KI sollte daher ausschließlich als unterstützendes Werkzeug im Gesundheitsbereich betrachtet werden, das menschliche Leistungen ergänzt, aber nicht ersetzt. Auch muss KI in einem kontrollierten und vertrauenswürdigen Umfeld eingesetzt werden, um die bestmöglichen Ergebnisse zu erzielen. Gerade im Gesundheitswesen hat der unkontrollierte Einsatz von KI sonst ungeahnte Konsequenzen.

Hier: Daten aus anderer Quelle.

//! Row Validator/Normalizer: turns uploaded tabular rows into typed `KeywordRow`s.
//!
//! Input errors (empty upload, missing required column mapping) fail the request.
//! Per-cell problems never do: unparsable numbers fall back to documented defaults
//! and are counted in the `ValidationSummary` so callers can surface warnings.

use std::collections::{HashMap, HashSet};

use serde::{Deserialize, Serialize};
use serde_json::{Map, Value};

use crate::forecast::models::{
    normalize_keyword, Difficulty, KeywordRow, DEFAULT_CATEGORY, DEFAULT_INTENT,
    DEFAULT_START_RANK,
};
use crate::forecast::ForecastError;

/// Cell text treated as "no value".
const PLACEHOLDERS: &[&str] = &["", "-", "--", "—", "–", "n/a", "na", "null", "none"];

/// Characters stripped from numeric cells before parsing.
const NUMERIC_NOISE: &[char] = &['$', '€', '£', '¥', ',', '_', ' ', '\u{a0}', '\''];

/// Raw upload: either JSON records or CSV text with a header row.
#[derive(Debug, Clone, Deserialize)]
#[serde(rename_all = "snake_case")]
pub enum RawRows {
    Records(Vec<Map<String, Value>>),
    Csv(String),
}

/// Which source column supplies each field.
///
/// `keyword`, `volume` and `difficulty` are required; an absent entry is
/// rejected by `validate_rows` as a missing column rather than at decode time.
#[derive(Debug, Clone, Default, Serialize, Deserialize)]
pub struct ColumnMapping {
    #[serde(default)]
    pub keyword: Option<String>,
    #[serde(default)]
    pub volume: Option<String>,
    #[serde(default)]
    pub difficulty: Option<String>,
    #[serde(default)]
    pub start_rank: Option<String>,
    #[serde(default)]
    pub intent: Option<String>,
    #[serde(default)]
    pub category: Option<String>,
}

#[derive(Debug, Clone, Default, PartialEq, Serialize, Deserialize)]
pub struct ValidationSummary {
    pub rows_received: usize,
    pub rows_accepted: usize,
    pub rows_dropped_empty_keyword: usize,
    pub duplicates_merged: usize,
    pub volume_defaulted: usize,
    pub start_rank_defaulted: usize,
}

#[derive(Debug, Clone, Serialize)]
pub struct ValidatedRows {
    pub rows: Vec<KeywordRow>,
    pub summary: ValidationSummary,
}

type Table = Vec<HashMap<String, String>>;

/// Validates and normalizes an upload against a column mapping.
pub fn validate_rows(raw: &RawRows, mapping: &ColumnMapping) -> Result<ValidatedRows, ForecastError> {
    let table = match raw {
        RawRows::Records(records) => records_to_table(records),
        RawRows::Csv(text) => csv_to_table(text)?,
    };

    if table.is_empty() {
        return Err(ForecastError::EmptyRows);
    }

    let columns: HashSet<&str> = table
        .iter()
        .flat_map(|row| row.keys().map(String::as_str))
        .collect();

    let keyword_col = require_column(&columns, "keyword", mapping.keyword.as_deref())?;
    let volume_col = require_column(&columns, "volume", mapping.volume.as_deref())?;
    let difficulty_col = require_column(&columns, "difficulty", mapping.difficulty.as_deref())?;
    let start_rank_col = optional_column(&columns, mapping.start_rank.as_deref());
    let intent_col = optional_column(&columns, mapping.intent.as_deref());
    let category_col = optional_column(&columns, mapping.category.as_deref());

    let mut summary = ValidationSummary {
        rows_received: table.len(),
        ..ValidationSummary::default()
    };
    let mut seen: HashSet<String> = HashSet::new();
    let mut rows = Vec::with_capacity(table.len());

    for raw_row in &table {
        let keyword = cell(raw_row, Some(keyword_col));
        if keyword.is_empty() {
            summary.rows_dropped_empty_keyword += 1;
            continue;
        }
        if !seen.insert(normalize_keyword(keyword)) {
            summary.duplicates_merged += 1;
            continue;
        }

        let volume = match parse_numeric(cell(raw_row, Some(volume_col))) {
            Some(v) if v >= 0.0 => v,
            _ => {
                summary.volume_defaulted += 1;
                0.0
            }
        };

        let start_rank = match parse_numeric(cell(raw_row, start_rank_col)) {
            Some(r) if r > 0.0 => r,
            _ => {
                summary.start_rank_defaulted += 1;
                DEFAULT_START_RANK
            }
        };

        rows.push(KeywordRow {
            keyword: keyword.to_string(),
            volume,
            difficulty: Difficulty::parse(cell(raw_row, Some(difficulty_col))),
            start_rank,
            intent: text_or_default(cell(raw_row, intent_col), DEFAULT_INTENT),
            category: text_or_default(cell(raw_row, category_col), DEFAULT_CATEGORY),
        });
    }

    summary.rows_accepted = rows.len();
    Ok(ValidatedRows { rows, summary })
}

/// Parses a numeric cell, tolerating currency symbols, thousands separators,
/// trailing percent signs and placeholder dashes. Returns `None` when unparsable.
pub fn parse_numeric(raw: &str) -> Option<f64> {
    let trimmed = raw.trim();
    if PLACEHOLDERS.contains(&trimmed.to_lowercase().as_str()) {
        return None;
    }

    let cleaned: String = trimmed
        .trim_end_matches('%')
        .chars()
        .filter(|c| !NUMERIC_NOISE.contains(c))
        .collect();

    cleaned.parse::<f64>().ok().filter(|v| v.is_finite())
}

fn cell<'a>(row: &'a HashMap<String, String>, column: Option<&str>) -> &'a str {
    column
        .and_then(|c| row.get(c))
        .map(|v| v.trim())
        .unwrap_or("")
}

fn text_or_default(value: &str, default: &str) -> String {
    if value.is_empty() {
        default.to_string()
    } else {
        value.to_string()
    }
}

/// Resolves a mapped column name: exact match first, then case-insensitive.
fn find_column<'a>(columns: &HashSet<&'a str>, wanted: &str) -> Option<&'a str> {
    let wanted = wanted.trim();
    if wanted.is_empty() {
        return None;
    }
    if let Some(exact) = columns.get(wanted) {
        return Some(*exact);
    }
    columns
        .iter()
        .find(|c| c.trim().eq_ignore_ascii_case(wanted))
        .copied()
}

fn require_column<'a>(
    columns: &HashSet<&'a str>,
    field: &str,
    wanted: Option<&str>,
) -> Result<&'a str, ForecastError> {
    optional_column(columns, wanted).ok_or_else(|| ForecastError::MissingColumn {
        field: field.to_string(),
    })
}

fn optional_column<'a>(columns: &HashSet<&'a str>, wanted: Option<&str>) -> Option<&'a str> {
    wanted.and_then(|w| find_column(columns, w))
}

fn records_to_table(records: &[Map<String, Value>]) -> Table {
    records
        .iter()
        .map(|record| {
            record
                .iter()
                .map(|(k, v)| (k.clone(), value_to_text(v)))
                .collect()
        })
        .collect()
}

fn value_to_text(value: &Value) -> String {
    match value {
        Value::String(s) => s.clone(),
        Value::Null => String::new(),
        other => other.to_string(),
    }
}

fn csv_to_table(text: &str) -> Result<Table, ForecastError> {
    let mut reader = csv::ReaderBuilder::new()
        .flexible(true)
        .trim(csv::Trim::All)
        .from_reader(text.as_bytes());

    let headers = reader
        .headers()
        .map_err(|e| ForecastError::Csv(e.to_string()))?
        .clone();

    let mut table = Vec::new();
    for record in reader.records() {
        let record = record.map_err(|e| ForecastError::Csv(e.to_string()))?;
        let row: HashMap<String, String> = headers
            .iter()
            .zip(record.iter())
            .map(|(h, v)| (h.to_string(), v.to_string()))
            .collect();
        table.push(row);
    }
    Ok(table)
}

Verantwortung und Transparenz
Akteure, von Entwicklern bis hin zu Anwendern von KI, sowie öffentliche Zuschussgebe tragen eine hohe Verantwortung. Wir fordern größtmögliche Transparenz in der Entwicklung und Anwendung von KI-Systemen soweit möglich und für das Vertrauen in die KI dienlich. Der Einsatz von KI muss in allen Fällen kenntlich gemacht werden. Entscheidungen, die von oder mit Hilfe von KI getroffen werden, müssen so weit wie möglich nachvollziehbar und überprüfbar sein. Eine ethische und gesellschaftliche Reflexion und Kontrolle der KI-Entwicklung ist unerlässlich.
Zusammenarbeit, Seelsorge und Bildung
In enger Zusammenarbeit von Kirche, Wissenschaft, Politik und Wirtschaft müssen ethische Standards[9] für den Umgang mit und den Einsatz von KI geschaffen werden. Erst wenn deutlich gemacht werden kann, welche Vorteile der Einsatz von KI bei der Bereitstellung von Dienstleistungen und Produkten tatsächlich mit sich bringt, wird das die Skepsis spürbar reduzieren. Beim Ada Lovelace Institut in Großbritannien wurde dieser Zusammenhang im Jahr 2023 untersucht.[10] Eine Mehrheit sieht die Lösung in rechtlichen Reglementierungen, jedoch ist das Vertrauen nach Alter unterschiedlich ausgeprägt. „Die Menschen sagen, dass es für sie wichtig ist, zu verstehen, wie KI-Entscheidungen getroffen werden, auch wenn die Erklärbarkeit eines Systems seine Genauigkeit verringert. Ein komplexes System kann zum Beispiel genauer sein, aber deshalb auch schwieriger zu erklären. Bei der Frage, ob Erklärbarkeit mehr oder weniger wichtig ist als Genauigkeit, ist die häufigste Antwort, dass Menschen und nicht Computer die endgültigen Entscheidungen treffen und in der Lage sein sollten, sie zu erklären (31 %).”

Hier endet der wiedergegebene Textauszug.